//! # Error Types
//!
//! Domain-specific error types for shoecart-core.
//!
//! ## Error Hierarchy
//! ```text
//! ┌─────────────────────────────────────────────────────────────────────────┐
//! │                         Error Types                                     │
//! │                                                                         │
//! │  shoecart-core errors (this file)                                      │
//! │  ├── CoreError        - Cart rule violations                           │
//! │  └── ValidationError  - Input validation failures                      │
//! │                                                                         │
//! │  shoecart-db         └── DbError       - Local storage failures        │
//! │  shoecart-catalog    └── CatalogError  - Stock service failures        │
//! │                                                                         │
//! │  storefront app      └── CartError     - Wraps all of the above,       │
//! │                                          becomes a Toast               │
//! │                                                                         │
//! │  Flow: ValidationError → CoreError → CartError → Toast → Shopper       │
//! └─────────────────────────────────────────────────────────────────────────┘
//! ```

use thiserror::Error;

use crate::types::ProductId;

// =============================================================================
// Core Error
// =============================================================================

/// Cart rule violations.
#[derive(Debug, Error, PartialEq, Eq)]
pub enum CoreError {
    /// The product has no line in the cart.
    ///
    /// ## When This Occurs
    /// - Removing a product that was never added
    /// - Updating the quantity of a product that was removed meanwhile
    #[error("Product {0} is not in the cart")]
    ProductNotInCart(ProductId),

    /// The requested quantity is above the stock level.
    ///
    /// ## User Workflow
    /// ```text
    /// Quantity control: 3 → 4
    ///      │
    ///      ▼
    /// GET /stock/1 → { amount: 3 }
    ///      │
    ///      ▼
    /// OutOfStock { product_id: 1, available: 3, requested: 4 }
    ///      │
    ///      ▼
    /// Warning toast: "Quantidade solicitada fora de estoque"
    /// ```
    #[error("Insufficient stock for product {product_id}: available {available}, requested {requested}")]
    OutOfStock {
        product_id: ProductId,
        available: u32,
        requested: u32,
    },

    /// A new product was added while its stock is zero.
    #[error("Product {0} is unavailable")]
    Unavailable(ProductId),

    /// Validation error (wraps ValidationError).
    #[error("Validation error: {0}")]
    Validation(#[from] ValidationError),
}

impl CoreError {
    /// True when the failure is "not enough stock" for a line already in
    /// the cart. The UI shows these as warnings rather than errors.
    pub fn is_out_of_stock(&self) -> bool {
        matches!(self, CoreError::OutOfStock { .. })
    }
}

// =============================================================================
// Validation Error
// =============================================================================

/// Input validation errors.
///
/// Raised before any cart rule runs: CLI arguments, and product payloads
/// coming back from the stock service.
#[derive(Debug, Error, PartialEq, Eq)]
pub enum ValidationError {
    /// A required field is missing or empty.
    #[error("{field} is required")]
    Required { field: String },

    /// Value must be positive.
    #[error("{field} must be positive")]
    MustBePositive { field: String },

    /// Numeric value is out of range.
    #[error("{field} must be between {min} and {max}")]
    OutOfRange { field: String, min: i64, max: i64 },
}

// =============================================================================
// Result Type Alias
// =============================================================================

/// Convenience type alias for Results with CoreError.
pub type CoreResult<T> = Result<T, CoreError>;

// =============================================================================
// Unit Tests
// =============================================================================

--

**Task description:**
Where in the records above does the word "violations" appear? Copy each line that holds it.

**Solution:**
//! │  ├── CoreError        - Cart rule violations                           │
/// Cart rule violations.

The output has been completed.